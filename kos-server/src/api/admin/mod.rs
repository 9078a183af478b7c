//! Admin-only reporting: dashboard and tenant directory

mod handler;

use axum::{Router, routing::get};

use super::admin_only;
use crate::state::AppState;

pub fn router(state: &AppState) -> Router<AppState> {
    let routes = Router::new()
        .route("/dashboard", get(handler::dashboard))
        .route("/tenants", get(handler::list_tenants));
    admin_only(state, routes)
}
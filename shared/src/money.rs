//! Rent and payment arithmetic
//!
//! Amounts are stored as `f64` rupiah and computed with `Decimal`,
//! rounded to 2 places half-up.

use rust_decimal::prelude::*;

const DECIMAL_PLACES: u32 = 2;

/// Down payment share of the lease total (30%)
pub const DOWN_PAYMENT_RATE: Decimal = Decimal::from_parts(30, 0, 0, false, 2);

/// Tolerance for monetary comparisons (0.01)
pub const MONEY_TOLERANCE: Decimal = Decimal::from_parts(1, 0, 0, false, 2);

#[inline]
pub fn to_decimal(value: f64) -> Decimal {
    Decimal::from_f64(value).unwrap_or_default()
}

/// Back to `f64`, rounded to 2 decimal places
#[inline]
pub fn to_f64(value: Decimal) -> f64 {
    round(value).to_f64().unwrap_or_default()
}

#[inline]
fn round(value: Decimal) -> Decimal {
    value.round_dp_with_strategy(DECIMAL_PLACES, RoundingStrategy::MidpointAwayFromZero)
}

/// `monthly * months`
pub fn rent_total(monthly: f64, months: i64) -> f64 {
    to_f64(to_decimal(monthly) * Decimal::from(months))
}

/// 30% of `total`
pub fn down_payment(total: f64) -> f64 {
    to_f64(to_decimal(total) * DOWN_PAYMENT_RATE)
}

/// What is left to pay after the down payment
pub fn remaining_after_down_payment(total: f64) -> f64 {
    let total = to_decimal(total);
    let dp = round(total * DOWN_PAYMENT_RATE);
    to_f64(total - dp)
}

/// Sum with decimal precision
pub fn sum<I: IntoIterator<Item = f64>>(amounts: I) -> f64 {
    to_f64(amounts.into_iter().map(to_decimal).sum())
}

/// Equal within one cent
pub fn money_eq(a: f64, b: f64) -> bool {
    (to_decimal(a) - to_decimal(b)).abs() < MONEY_TOLERANCE
}

#[cfg(test)]
mod tests {
    use super::*;

    #[test]
    fn test_rent_total() {
        assert_eq!(rent_total(1_500_000.0, 6), 9_000_000.0);
        assert_eq!(rent_total(1_250_000.5, 2), 2_500_001.0);
    }

    #[test]
    fn test_down_payment_split() {
        let total = rent_total(1_500_000.0, 3);
        assert_eq!(down_payment(total), 1_350_000.0);
        assert_eq!(remaining_after_down_payment(total), 3_150_000.0);
    }

    #[test]
    fn test_down_payment_rounds_half_up() {
        // 0.35 * 0.30 = 0.105
        assert_eq!(down_payment(0.35), 0.11);
        assert!(money_eq(
            down_payment(0.35) + remaining_after_down_payment(0.35),
            0.35
        ));
    }

    #[test]
    fn test_sum_avoids_float_drift() {
        assert_eq!(sum([0.1, 0.2]), 0.3);
        assert_eq!(sum(Vec::<f64>::new()), 0.0);
    }
}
- - - -
A verbatim version of the complete listing above is to be returned.

filename kos-server/src/api/admin/mod.rs
repository 9078a183af478b7c
//! Admin-only reporting: dashboard and tenant directory

mod handler;

use axum::{Router, routing::get};

use super::admin_only;
use crate::state::AppState;

pub fn router(state: &AppState) -> Router<AppState> {
    let routes = Router::new()
        .route("/dashboard", get(handler::dashboard))
        .route("/tenants", get(handler::list_tenants));
    admin_only(state, routes)
}
filename shared/src/money.rs
//! Rent and payment arithmetic
//!
//! Amounts are stored as `f64` rupiah and computed with `Decimal`,
//! rounded to 2 places half-up.

use rust_decimal::prelude::*;

const DECIMAL_PLACES: u32 = 2;

/// Down payment share of the lease total (30%)
pub const DOWN_PAYMENT_RATE: Decimal = Decimal::from_parts(30, 0, 0, false, 2);

/// Tolerance for monetary comparisons (0.01)
pub const MONEY_TOLERANCE: Decimal = Decimal::from_parts(1, 0, 0, false, 2);

#[inline]
pub fn to_decimal(value: f64) -> Decimal {
    Decimal::from_f64(value).unwrap_or_default()
}

/// Back to `f64`, rounded to 2 decimal places
#[inline]
pub fn to_f64(value: Decimal) -> f64 {
    round(value).to_f64().unwrap_or_default()
}

#[inline]
fn round(value: Decimal) -> Decimal {
    value.round_dp_with_strategy(DECIMAL_PLACES, RoundingStrategy::MidpointAwayFromZero)
}

/// `monthly * months`
pub fn rent_total(monthly: f64, months: i64) -> f64 {
    to_f64(to_decimal(monthly) * Decimal::from(months))
}

/// 30% of `total`
pub fn down_payment(total: f64) -> f64 {
    to_f64(to_decimal(total) * DOWN_PAYMENT_RATE)
}

/// What is left to pay after the down payment
pub fn remaining_after_down_payment(total: f64) -> f64 {
    let total = to_decimal(total);
    let dp = round(total * DOWN_PAYMENT_RATE);
    to_f64(total - dp)
}

/// Sum with decimal precision
pub fn sum<I: IntoIterator<Item = f64>>(amounts: I) -> f64 {
    to_f64(amounts.into_iter().map(to_decimal).sum())
}

/// Equal within one cent
pub fn money_eq(a: f64, b: f64) -> bool {
    (to_decimal(a) - to_decimal(b)).abs() < MONEY_TOLERANCE
}

#[cfg(test)]
mod tests {
    use super::*;

    #[test]
    fn test_rent_total() {
        assert_eq!(rent_total(1_500_000.0, 6), 9_000_000.0);
        assert_eq!(rent_total(1_250_000.5, 2), 2_500_001.0);
    }

    #[test]
    fn test_down_payment_split() {
        let total = rent_total(1_500_000.0, 3);
        assert_eq!(down_payment(total), 1_350_000.0);
        assert_eq!(remaining_after_down_payment(total), 3_150_000.0);
    }

    #[test]
    fn test_down_payment_rounds_half_up() {
        // 0.35 * 0.30 = 0.105
        assert_eq!(down_payment(0.35), 0.11);
        assert!(money_eq(
            down_payment(0.35) + remaining_after_down_payment(0.35),
            0.35
        ));
    }

    #[test]
    fn test_sum_avoids_float_drift() {
        assert_eq!(sum([0.1, 0.2]), 0.3);
        assert_eq!(sum(Vec::<f64>::new()), 0.0);
    }
}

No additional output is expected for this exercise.